** Opening DATA FOR THIS TASK block **

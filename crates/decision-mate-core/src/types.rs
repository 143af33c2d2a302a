use rust_decimal::Decimal;
use serde::{Deserialize, Serialize};
use std::time::Instant;

/// Monetary amounts. Always Decimal, never f64.
pub type Money = Decimal;

/// Rates as decimals (0.10 = 10%), never percentages.
pub type Rate = Decimal;

/// A 1..=10 priority score on one criterion.
pub type Score = u8;

/// Result envelope returned by the reporting entry points.
#[derive(Debug, Clone, Serialize, Deserialize)]
pub struct ComputationOutput<T: Serialize> {
    pub result: T,
    pub methodology: String,
    pub assumptions: serde_json::Value,
    pub warnings: Vec<String>,
    pub metadata: ComputationMetadata,
}

impl<T: Serialize> ComputationOutput<T> {
    pub fn has_warnings(&self) -> bool {
        !self.warnings.is_empty()
    }
}

#[derive(Debug, Clone, Serialize, Deserialize)]
pub struct ComputationMetadata {
    pub engine: String,
    pub version: String,
    pub computation_time_us: u64,
    pub precision: String,
}

/// Wrap `result` in the envelope, timing from `started`.
pub fn with_metadata<T: Serialize>(
    methodology: &str,
    assumptions: &impl Serialize,
    warnings: Vec<String>,
    started: Instant,
    result: T,
) -> ComputationOutput<T> {
    ComputationOutput {
        result,
        methodology: methodology.to_string(),
        assumptions: serde_json::to_value(assumptions).unwrap_or_default(),
        warnings,
        metadata: ComputationMetadata {
            engine: env!("CARGO_PKG_NAME").to_string(),
            version: env!("CARGO_PKG_VERSION").to_string(),
            computation_time_us: started.elapsed().as_micros() as u64,
            precision: "rust_decimal_128bit".to_string(),
        },
    }
}
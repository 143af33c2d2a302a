use std::collections::HashMap;

use super::{check_user, DecisionHistory, DecisionRecord};
use crate::DecisionResult;

/// Process-local history, mainly for tests and embedding.
#[derive(Debug, Default)]
pub struct InMemoryHistory {
    records: HashMap<String, Vec<DecisionRecord>>,
}

impl InMemoryHistory {
    pub fn new() -> Self {
        Self::default()
    }

    pub fn users(&self) -> Vec<&str> {
        let mut users: Vec<&str> = self.records.keys().map(String::as_str).collect();
        users.sort_unstable();
        users
    }
}

impl DecisionHistory for InMemoryHistory {
    fn append(&mut self, user: &str, record: DecisionRecord) -> DecisionResult<()> {
        let user = check_user(user)?;
        self.records.entry(user.to_string()).or_default().push(record);
        Ok(())
    }

    fn list(&self, user: &str) -> DecisionResult<Vec<DecisionRecord>> {
        let user = check_user(user)?;
        Ok(self.records.get(user).cloned().unwrap_or_default())
    }
}

#[cfg(test)]
mod tests {
    use super::*;
    use crate::history::fixtures::business_record;

    #[test]
    fn test_append_then_list_in_order() {
        let mut history = InMemoryHistory::new();
        history.append("ana", business_record(1)).unwrap();
        history.append("ana", business_record(2)).unwrap();

        let records = history.list("ana").unwrap();
        assert_eq!(records.len(), 2);
        assert_eq!(records[1], business_record(2));
    }

    #[test]
    fn test_users_are_isolated() {
        let mut history = InMemoryHistory::new();
        history.append("ana", business_record(1)).unwrap();
        assert!(history.list("ben").unwrap().is_empty());
        assert_eq!(history.users(), vec!["ana"]);
    }

    #[test]
    fn test_blank_user_rejected() {
        let mut history = InMemoryHistory::new();
        assert!(history.append("", business_record(1)).is_err());
    }
}
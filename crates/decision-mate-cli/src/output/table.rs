use serde_json::{Map, Value};
use tabled::{builder::Builder, Table};

/// Format output as tables using the tabled crate.
///
/// Scalar fields go into one Field/Value table; nested objects and arrays of
/// rows (cash-flow schedule, tornado bars, criteria) get a titled table each.
pub fn print_table(value: &Value) {
    match value {
        Value::Object(map) => {
            if let Some(result) = map.get("result") {
                print_section(None, result);
                print_envelope_notes(map);
            } else {
                print_section(None, value);
            }
        }
        Value::Array(arr) => print_array_table(arr),
        _ => println!("{}", value),
    }
}

fn print_section(title: Option<&str>, value: &Value) {
    match value {
        Value::Object(map) => {
            let (scalars, nested): (Vec<_>, Vec<_>) =
                map.iter().partition(|(_, v)| is_scalar_like(v));

            if !scalars.is_empty() {
                if let Some(t) = title {
                    println!("\n{}", t);
                }
                print_fields(&scalars);
            }
            for (key, val) in nested {
                let heading = match title {
                    Some(t) => format!("{} / {}", t, key),
                    None => key.clone(),
                };
                print_section(Some(heading.as_str()), val);
            }
        }
        Value::Array(arr) => {
            if let Some(t) = title {
                println!("\n{}", t);
            }
            print_array_table(arr);
        }
        other => println!("{}", format_value(other)),
    }
}

fn print_fields(fields: &[(&String, &Value)]) {
    let mut builder = Builder::default();
    builder.push_record(["Field", "Value"]);
    for (key, val) in fields {
        builder.push_record([key.as_str(), &format_value(val)]);
    }
    println!("{}", Table::from(builder));
}

fn print_envelope_notes(envelope: &Map<String, Value>) {
    if let Some(Value::Array(warnings)) = envelope.get("warnings") {
        if !warnings.is_empty() {
            println!("\nWarnings:");
            for w in warnings {
                if let Value::String(s) = w {
                    println!("  - {}", s);
                }
            }
        }
    }

    if let Some(Value::String(meth)) = envelope.get("methodology") {
        println!("\nMethodology: {}", meth);
    }
}

fn print_array_table(arr: &[Value]) {
    if arr.is_empty() {
        println!("(empty)");
        return;
    }

    if let Some(Value::Object(first)) = arr.first() {
        let headers: Vec<String> = first.keys().cloned().collect();
        let mut builder = Builder::default();
        builder.push_record(&headers);

        for item in arr {
            if let Value::Object(map) = item {
                let row: Vec<String> = headers
                    .iter()
                    .map(|h| map.get(h.as_str()).map(format_value).unwrap_or_default())
                    .collect();
                builder.push_record(row);
            }
        }

        println!("{}", Table::from(builder));
    } else {
        for item in arr {
            println!("{}", format_value(item));
        }
    }
}

/// Arrays of plain values (inflows, scores) stay inline as a single cell.
fn is_scalar_like(value: &Value) -> bool {
    match value {
        Value::Object(_) => false,
        Value::Array(arr) => !arr.iter().any(|v| v.is_object()),
        _ => true,
    }
}

fn format_value(value: &Value) -> String {
    match value {
        Value::String(s) => s.clone(),
        Value::Number(n) => n.to_string(),
        Value::Bool(b) => b.to_string(),
        Value::Null => "-".to_string(),
        Value::Array(arr) => {
            let items: Vec<String> = arr.iter().map(format_value).collect();
            items.join(", ")
        }
        Value::Object(_) => serde_json::to_string(value).unwrap_or_default(),
    }
}
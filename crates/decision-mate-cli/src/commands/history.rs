use chrono::Utc;
use clap::{Args, Subcommand, ValueEnum};
use serde_json::Value;
use std::path::Path;

use decision_mate_core::business::evaluator;
use decision_mate_core::history::{DecisionHistory, DecisionRecord, JsonFileHistory};
use decision_mate_core::personal::scoring;

use super::business::ProjectArgs;
use super::personal::PersonalArgs;

/// Arguments for saving a decision
#[derive(Args)]
pub struct SaveArgs {
    /// Name the decision is saved under
    #[arg(long, env = "DECISION_MATE_USER")]
    pub user: String,

    #[command(subcommand)]
    pub record: SaveTarget,
}

#[derive(Subcommand)]
pub enum SaveTarget {
    /// Save a business case (CAPEX / OPEX / NPV)
    Business(ProjectArgs),
    /// Save a personal option comparison
    Personal(PersonalArgs),
}

#[derive(Debug, Clone, Copy, ValueEnum)]
pub enum ModuleFilter {
    Business,
    Personal,
}

/// Arguments for listing saved decisions
#[derive(Args)]
pub struct HistoryArgs {
    /// Whose decisions to list
    #[arg(long, env = "DECISION_MATE_USER")]
    pub user: String,

    /// Only list one kind of decision
    #[arg(long)]
    pub module: Option<ModuleFilter>,

    /// Show at most this many records
    #[arg(long)]
    pub limit: Option<usize>,
}

pub fn run_save(args: SaveArgs, history_file: &Path) -> Result<Value, Box<dyn std::error::Error>> {
    let record = match args.record {
        SaveTarget::Business(project) => {
            let inputs = project.resolve()?;
            let summary = evaluator::evaluate(&inputs)?;
            DecisionRecord::business(inputs, summary, Utc::now())
        }
        SaveTarget::Personal(personal) => {
            let decision = personal.resolve()?;
            let comparison = scoring::compare_options(&decision)?.result;
            DecisionRecord::personal(decision, comparison, Utc::now())
        }
    };

    let mut history = JsonFileHistory::new(history_file);
    history.append(&args.user, record.clone())?;
    let count = history.list(&args.user)?.len();

    Ok(serde_json::json!({
        "saved": true,
        "user": args.user.trim(),
        "module": record.module(),
        "record_count": count,
        "history_file": history.path().display().to_string(),
        "record": record,
    }))
}

pub fn run_history(args: HistoryArgs, history_file: &Path) -> Result<Value, Box<dyn std::error::Error>> {
    let history = JsonFileHistory::new(history_file);
    let records = history.list(&args.user)?;
    let total = records.len();

    let selected: Vec<(usize, DecisionRecord)> = records
        .into_iter()
        .enumerate()
        .rev()
        .filter(|(_, r)| match args.module {
            Some(ModuleFilter::Business) => matches!(r, DecisionRecord::Business(_)),
            Some(ModuleFilter::Personal) => matches!(r, DecisionRecord::Personal(_)),
            None => true,
        })
        .take(args.limit.unwrap_or(usize::MAX))
        .collect();

    let results: Vec<Value> = selected
        .iter()
        .map(|(i, record)| {
            serde_json::json!({
                "number": i + 1,
                "module": record.module(),
                "saved_at": record.saved_at().format("%Y-%m-%d %H:%M:%S").to_string(),
                "headline": headline(record),
            })
        })
        .collect();
    let full: Vec<&DecisionRecord> = selected.iter().map(|(_, r)| r).collect();

    Ok(serde_json::json!({
        "user": args.user.trim(),
        "total": total,
        "count": results.len(),
        "results": results,
        "records": full,
    }))
}

/// One-line description of a saved decision.
fn headline(record: &DecisionRecord) -> String {
    match record {
        DecisionRecord::Business(b) => {
            let irr = match b.summary.irr {
                Some(rate) => format!("{:.2}%", rate * rust_decimal_macros::dec!(100)),
                None => "Not computable".to_string(),
            };
            format!("NPV {:.2}, IRR {}", b.summary.npv, irr)
        }
        DecisionRecord::Personal(p) => format!(
            "{} vs {}: {}",
            p.comparison.option_a, p.comparison.option_b, p.comparison.preferred_label
        ),
    }
}
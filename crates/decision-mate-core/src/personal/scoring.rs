use rust_decimal::Decimal;
use serde::{Deserialize, Serialize};
use std::time::Instant;

use crate::error::DecisionError;
use crate::types::{with_metadata, ComputationOutput, Score};
use crate::DecisionResult;

pub const MIN_SCORE: Score = 1;
pub const MAX_SCORE: Score = 10;

/// Criteria offered by the life & career form.
pub const DEFAULT_CRITERIA: [&str; 4] = ["Time impact", "Financial gain", "Stress level", "Flexibility"];

// ---------------------------------------------------------------------------
// Input types
// ---------------------------------------------------------------------------

#[derive(Debug, Clone, Default, PartialEq, Serialize, Deserialize)]
pub struct Swot {
    #[serde(default)]
    pub strengths: String,
    #[serde(default)]
    pub weaknesses: String,
    #[serde(default)]
    pub opportunities: String,
    #[serde(default)]
    pub threats: String,
}

impl Swot {
    pub fn is_empty(&self) -> bool {
        [&self.strengths, &self.weaknesses, &self.opportunities, &self.threats]
            .iter()
            .all(|s| s.trim().is_empty())
    }
}

/// Free-text prompts answered before committing to a choice.
#[derive(Debug, Clone, Default, PartialEq, Serialize, Deserialize)]
pub struct Reflection {
    /// Why is this decision hard?
    #[serde(default)]
    pub why_hard: String,
    /// What would you regret not doing?
    #[serde(default)]
    pub regret: String,
    #[serde(default)]
    pub gut_feeling: String,
}

impl Reflection {
    pub fn is_empty(&self) -> bool {
        [&self.why_hard, &self.regret, &self.gut_feeling]
            .iter()
            .all(|s| s.trim().is_empty())
    }
}

fn default_criteria() -> Vec<String> {
    DEFAULT_CRITERIA.iter().map(|c| c.to_string()).collect()
}

/// A two-option personal decision scored against shared criteria.
#[derive(Debug, Clone, PartialEq, Serialize, Deserialize)]
pub struct PersonalDecision {
    pub option_a: String,
    pub option_b: String,
    #[serde(default = "default_criteria")]
    pub criteria: Vec<String>,
    /// One score per criterion, 1..=10
    pub scores_a: Vec<Score>,
    pub scores_b: Vec<Score>,
    #[serde(default)]
    pub swot: Swot,
    #[serde(default)]
    pub reflection: Reflection,
}

// ---------------------------------------------------------------------------
// Output types
// ---------------------------------------------------------------------------

#[derive(Debug, Clone, Copy, PartialEq, Eq, Serialize, Deserialize)]
#[serde(rename_all = "snake_case")]
pub enum Preference {
    OptionA,
    OptionB,
    Tie,
}

#[derive(Debug, Clone, PartialEq, Serialize, Deserialize)]
pub struct CriterionComparison {
    pub criterion: String,
    pub score_a: Score,
    pub score_b: Score,
    /// `score_a - score_b`
    pub difference: i16,
}

#[derive(Debug, Clone, PartialEq, Serialize, Deserialize)]
pub struct OptionComparison {
    pub option_a: String,
    pub option_b: String,
    pub criteria: Vec<CriterionComparison>,
    pub total_a: u32,
    pub total_b: u32,
    pub average_a: Decimal,
    pub average_b: Decimal,
    pub preferred: Preference,
    /// Label of the preferred option, or "Tie"
    pub preferred_label: String,
}

// ---------------------------------------------------------------------------
// Core computation
// ---------------------------------------------------------------------------

/// Score both options across the criteria and pick the higher total.
pub fn compare_options(decision: &PersonalDecision) -> DecisionResult<ComputationOutput<OptionComparison>> {
    let start = Instant::now();
    let mut warnings: Vec<String> = Vec::new();

    validate_decision(decision)?;

    let criteria: Vec<CriterionComparison> = decision
        .criteria
        .iter()
        .zip(decision.scores_a.iter().zip(decision.scores_b.iter()))
        .map(|(criterion, (&a, &b))| CriterionComparison {
            criterion: criterion.clone(),
            score_a: a,
            score_b: b,
            difference: a as i16 - b as i16,
        })
        .collect();

    let total_a: u32 = decision.scores_a.iter().map(|&s| s as u32).sum();
    let total_b: u32 = decision.scores_b.iter().map(|&s| s as u32).sum();
    let count = Decimal::from(decision.criteria.len() as u64);

    let preferred = match total_a.cmp(&total_b) {
        std::cmp::Ordering::Greater => Preference::OptionA,
        std::cmp::Ordering::Less => Preference::OptionB,
        std::cmp::Ordering::Equal => Preference::Tie,
    };
    let preferred_label = match preferred {
        Preference::OptionA => decision.option_a.trim().to_string(),
        Preference::OptionB => decision.option_b.trim().to_string(),
        Preference::Tie => "Tie".to_string(),
    };

    if decision.swot.is_empty() {
        warnings.push("SWOT analysis is empty".into());
    }
    if decision.reflection.is_empty() {
        warnings.push("No reflection answers recorded".into());
    }

    let output = OptionComparison {
        option_a: decision.option_a.trim().to_string(),
        option_b: decision.option_b.trim().to_string(),
        criteria,
        total_a,
        total_b,
        average_a: Decimal::from(total_a) / count,
        average_b: Decimal::from(total_b) / count,
        preferred,
        preferred_label,
    };

    Ok(with_metadata(
        "Unweighted priority scoring of two options",
        &serde_json::json!({
            "criteria": decision.criteria,
            "score_range": format!("{MIN_SCORE}-{MAX_SCORE}"),
            "weighting": "equal",
        }),
        warnings,
        start,
        output,
    ))
}

fn validate_decision(decision: &PersonalDecision) -> DecisionResult<()> {
    if decision.option_a.trim().is_empty() {
        return Err(DecisionError::invalid("option_a", "Both options must be named"));
    }
    if decision.option_b.trim().is_empty() {
        return Err(DecisionError::invalid("option_b", "Both options must be named"));
    }
    if decision.criteria.is_empty() {
        return Err(DecisionError::invalid("criteria", "At least one criterion is required"));
    }

    for (field, scores) in [("scores_a", &decision.scores_a), ("scores_b", &decision.scores_b)] {
        if scores.len() != decision.criteria.len() {
            return Err(DecisionError::invalid(
                field,
                format!(
                    "Expected {} scores, got {}",
                    decision.criteria.len(),
                    scores.len()
                ),
            ));
        }
        if let Some(bad) = scores.iter().find(|s| !(MIN_SCORE..=MAX_SCORE).contains(*s)) {
            return Err(DecisionError::invalid(
                field,
                format!("Score {bad} is outside {MIN_SCORE}..={MAX_SCORE}"),
            ));
        }
    }

    Ok(())
}

#[cfg(test)]
mod tests {
    use super::*;
    use rust_decimal_macros::dec;

    fn job_change() -> PersonalDecision {
        PersonalDecision {
            option_a: "Stay in current job".into(),
            option_b: "Accept new job offer".into(),
            criteria: default_criteria(),
            scores_a: vec![6, 4, 7, 5],
            scores_b: vec![5, 9, 4, 8],
            swot: Swot {
                strengths: "Higher salary".into(),
                ..Swot::default()
            },
            reflection: Reflection {
                gut_feeling: "Go".into(),
                ..Reflection::default()
            },
        }
    }

    #[test]
    fn test_totals_and_preference() {
        let result = compare_options(&job_change()).unwrap();
        let out = &result.result;
        assert_eq!(out.total_a, 22);
        assert_eq!(out.total_b, 26);
        assert_eq!(out.average_b, dec!(6.5));
        assert_eq!(out.preferred, Preference::OptionB);
        assert_eq!(out.preferred_label, "Accept new job offer");
        assert_eq!(out.criteria[1].difference, -5);
        assert!(!result.has_warnings());
    }

    #[test]
    fn test_tie() {
        let mut decision = job_change();
        decision.scores_a = vec![5; 4];
        decision.scores_b = vec![5; 4];
        let out = compare_options(&decision).unwrap().result;
        assert_eq!(out.preferred, Preference::Tie);
        assert_eq!(out.preferred_label, "Tie");
    }

    #[test]
    fn test_blank_option_rejected() {
        let mut decision = job_change();
        decision.option_b = "   ".into();
        assert!(matches!(
            compare_options(&decision),
            Err(DecisionError::InvalidInput { ref field, .. }) if field == "option_b"
        ));
    }

    #[test]
    fn test_score_out_of_range() {
        let mut decision = job_change();
        decision.scores_a[2] = 11;
        assert!(compare_options(&decision).is_err());
        decision.scores_a[2] = 0;
        assert!(compare_options(&decision).is_err());
    }

    #[test]
    fn test_score_count_mismatch() {
        let mut decision = job_change();
        decision.scores_b.pop();
        assert!(matches!(
            compare_options(&decision),
            Err(DecisionError::InvalidInput { ref field, .. }) if field == "scores_b"
        ));
    }

    #[test]
    fn test_empty_swot_and_reflection_warn() {
        let mut decision = job_change();
        decision.swot = Swot::default();
        decision.reflection = Reflection::default();
        let result = compare_options(&decision).unwrap();
        assert_eq!(result.warnings.len(), 2);
    }

    #[test]
    fn test_default_criteria_from_json() {
        let json = r#"{
            "option_a": "Rent",
            "option_b": "Buy",
            "scores_a": [5, 5, 5, 5],
            "scores_b": [6, 6, 6, 6]
        }"#;
        let decision: PersonalDecision = serde_json::from_str(json).unwrap();
        assert_eq!(decision.criteria.len(), 4);
        assert_eq!(decision.criteria[0], "Time impact");
        assert!(decision.swot.is_empty());
    }
}
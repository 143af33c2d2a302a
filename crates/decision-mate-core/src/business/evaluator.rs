use rust_decimal::Decimal;
use rust_decimal_macros::dec;
use serde::{Deserialize, Serialize};
use std::time::Instant;

use crate::business::inputs::{cumulative_cash_flows, ProjectInputs};
use crate::business::sensitivity::{sensitivity_with, SensitivityConfig, SensitivityReport};
use crate::error::DecisionError;
use crate::time_value;
use crate::types::{with_metadata, ComputationOutput, Money, Rate};
use crate::DecisionResult;

const IRR_GUESS: Rate = dec!(0.10);

// ---------------------------------------------------------------------------
// Output types
// ---------------------------------------------------------------------------

/// Headline metrics for one set of project inputs.
///
/// `None` means the metric is not computable (IRR, ROI) or the outlay is not
/// recovered within the horizon (payback). Serialises as `null`.
#[derive(Debug, Clone, PartialEq, Serialize, Deserialize)]
pub struct FinancialSummary {
    pub npv: Money,
    pub irr: Option<Rate>,
    pub payback_period: Option<u32>,
    pub roi: Option<Rate>,
}

/// One row of the cash-flow schedule. Period 0 is the initial outlay.
#[derive(Debug, Clone, Serialize, Deserialize)]
pub struct CashFlowRow {
    pub period: u32,
    pub label: String,
    pub net_cash_flow: Money,
    pub discounted_cash_flow: Money,
    pub cumulative_cash_flow: Money,
}

/// Full business case: summary, schedule and tornado.
#[derive(Debug, Clone, Serialize, Deserialize)]
pub struct ProjectAnalysis {
    pub inputs: ProjectInputs,
    pub summary: FinancialSummary,
    pub schedule: Vec<CashFlowRow>,
    pub sensitivity: SensitivityReport,
}

// ---------------------------------------------------------------------------
// Metrics
// ---------------------------------------------------------------------------

/// `-capex + Σ net[i-1] / (1 + rate)^i`, first flow discounted one period.
pub fn compute_npv(capex: Money, net_cash_flows: &[Money], discount_rate: Rate) -> DecisionResult<Money> {
    let pv = time_value::present_value(discount_rate, net_cash_flows)?;
    pv.checked_sub(capex).ok_or_else(|| DecisionError::NotComputable {
        metric: "NPV".into(),
        reason: "arithmetic overflow netting the initial outlay".into(),
    })
}

/// IRR of `[-capex, net...]`, or `None` when there is no real root or the
/// solver fails numerically.
pub fn compute_irr(cash_flows: &[Money]) -> Option<Rate> {
    match time_value::irr(cash_flows, IRR_GUESS) {
        Ok(rate) => Some(rate),
        Err(e) => {
            tracing::debug!(error = %e, "IRR not computable");
            None
        }
    }
}

/// Smallest index whose cumulative cash flow is non-negative. Whole years
/// only; `None` if the outlay is never recovered.
pub fn compute_payback_period(cumulative_cash_flows: &[Money]) -> Option<u32> {
    cumulative_cash_flows
        .iter()
        .position(|c| *c >= Decimal::ZERO)
        .map(|i| i as u32)
}

/// `(Σ net - capex) / capex`, or `None` when capex is zero.
pub fn compute_roi(net_cash_flows: &[Money], capex: Money) -> Option<Rate> {
    if capex.is_zero() {
        return None;
    }
    net_cash_flows
        .iter()
        .try_fold(Decimal::ZERO, |acc, cf| acc.checked_add(*cf))
        .and_then(|total| total.checked_sub(capex))
        .and_then(|gain| gain.checked_div(capex))
}

// ---------------------------------------------------------------------------
// Public API
// ---------------------------------------------------------------------------

/// Validate the inputs and derive the headline metrics. Pure: identical
/// inputs always produce identical summaries.
pub fn evaluate(inputs: &ProjectInputs) -> DecisionResult<FinancialSummary> {
    inputs.validate()?;

    let net = inputs.net_cash_flows()?;
    let npv = compute_npv(inputs.capex, &net, inputs.discount_rate)?;
    let irr = compute_irr(&inputs.project_cash_flows()?);
    let payback_period = compute_payback_period(&cumulative_cash_flows(inputs.capex, &net)?);
    let roi = compute_roi(&net, inputs.capex);

    Ok(FinancialSummary {
        npv,
        irr,
        payback_period,
        roi,
    })
}

/// Evaluate the project and attach its cash-flow schedule and tornado.
pub fn analyse_project(
    inputs: &ProjectInputs,
    config: &SensitivityConfig,
) -> DecisionResult<ComputationOutput<ProjectAnalysis>> {
    let start = Instant::now();
    let mut warnings: Vec<String> = Vec::new();

    let summary = evaluate(inputs)?;
    let schedule = build_schedule(inputs)?;
    let sensitivity = sensitivity_with(inputs, config)?;

    if summary.irr.is_none() {
        warnings.push("IRR is not computable for this cash-flow profile".into());
    }
    if summary.payback_period.is_none() {
        warnings.push(format!(
            "Initial investment is not recovered within {} years",
            inputs.years
        ));
    }
    if summary.npv < Decimal::ZERO {
        let rate = match inputs.discount_rate.checked_mul(dec!(100)) {
            Some(pct) => format!("{pct:.1}%"),
            None => inputs.discount_rate.to_string(),
        };
        warnings.push(format!(
            "NPV of {:.2} is negative at a {} discount rate",
            summary.npv, rate
        ));
    }
    if inputs.discount_rate < Decimal::ZERO {
        warnings.push("Negative discount rate amplifies future cash flows".into());
    }
    for bar in sensitivity.bars.iter().filter(|b| b.impact.is_none()) {
        warnings.push(format!(
            "{} sensitivity is incomplete: a perturbed scenario is not computable",
            bar.parameter.label()
        ));
    }

    tracing::debug!(npv = %summary.npv, years = inputs.years, "project evaluated");

    let output = ProjectAnalysis {
        inputs: inputs.clone(),
        summary,
        schedule,
        sensitivity,
    };

    Ok(with_metadata(
        "Single-outlay project appraisal (NPV, IRR, payback, ROI) with one-at-a-time tornado",
        &serde_json::json!({
            "capex": inputs.capex.to_string(),
            "opex": inputs.opex.to_string(),
            "years": inputs.years,
            "discount_rate": inputs.discount_rate.to_string(),
            "discounting": "end of year, first flow discounted one period",
            "payback": "whole years, no interpolation",
            "sensitivity_delta": config.delta.to_string(),
        }),
        warnings,
        start,
        output,
    ))
}

// ---------------------------------------------------------------------------
// Helpers
// ---------------------------------------------------------------------------

fn build_schedule(inputs: &ProjectInputs) -> DecisionResult<Vec<CashFlowRow>> {
    let net = inputs.net_cash_flows()?;
    let factors = time_value::discount_factors(inputs.discount_rate, net.len())?;
    let cumulative = cumulative_cash_flows(inputs.capex, &net)?;

    let mut rows = Vec::with_capacity(net.len() + 1);
    rows.push(CashFlowRow {
        period: 0,
        label: "Initial".into(),
        net_cash_flow: -inputs.capex,
        discounted_cash_flow: -inputs.capex,
        cumulative_cash_flow: cumulative[0],
    });

    for (i, (cf, factor)) in net.iter().zip(factors.iter()).enumerate() {
        let year = i as u32 + 1;
        let discounted = cf.checked_mul(*factor).ok_or_else(|| {
            DecisionError::overflow("discounted cash flow", format!("in year {year}"))
        })?;
        rows.push(CashFlowRow {
            period: year,
            label: format!("Year {year}"),
            net_cash_flow: *cf,
            discounted_cash_flow: discounted,
            cumulative_cash_flow: cumulative[i + 1],
        });
    }

    Ok(rows)
}

// ---------------------------------------------------------------------------
// Tests
// ---------------------------------------------------------------------------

** Closing DATA FOR THIS TASK block **

* [DESCRIPTION OF THE TASK]
Given the records above, reproduce precisely and only the lines between the line holding "the initial outlay." and the line holding "solver fails numerically.", inclusive.

* [RESULT FOR THIS EXERCISE]
/// One row of the cash-flow schedule. Period 0 is the initial outlay.
#[derive(Debug, Clone, Serialize, Deserialize)]
pub struct CashFlowRow {
    pub period: u32,
    pub label: String,
    pub net_cash_flow: Money,
    pub discounted_cash_flow: Money,
    pub cumulative_cash_flow: Money,
}

/// Full business case: summary, schedule and tornado.
#[derive(Debug, Clone, Serialize, Deserialize)]
pub struct ProjectAnalysis {
    pub inputs: ProjectInputs,
    pub summary: FinancialSummary,
    pub schedule: Vec<CashFlowRow>,
    pub sensitivity: SensitivityReport,
}

// ---------------------------------------------------------------------------
// Metrics
// ---------------------------------------------------------------------------

/// `-capex + Σ net[i-1] / (1 + rate)^i`, first flow discounted one period.
pub fn compute_npv(capex: Money, net_cash_flows: &[Money], discount_rate: Rate) -> DecisionResult<Money> {
    let pv = time_value::present_value(discount_rate, net_cash_flows)?;
    pv.checked_sub(capex).ok_or_else(|| DecisionError::NotComputable {
        metric: "NPV".into(),
        reason: "arithmetic overflow netting the initial outlay".into(),
    })
}

/// IRR of `[-capex, net...]`, or `None` when there is no real root or the
/// solver fails numerically.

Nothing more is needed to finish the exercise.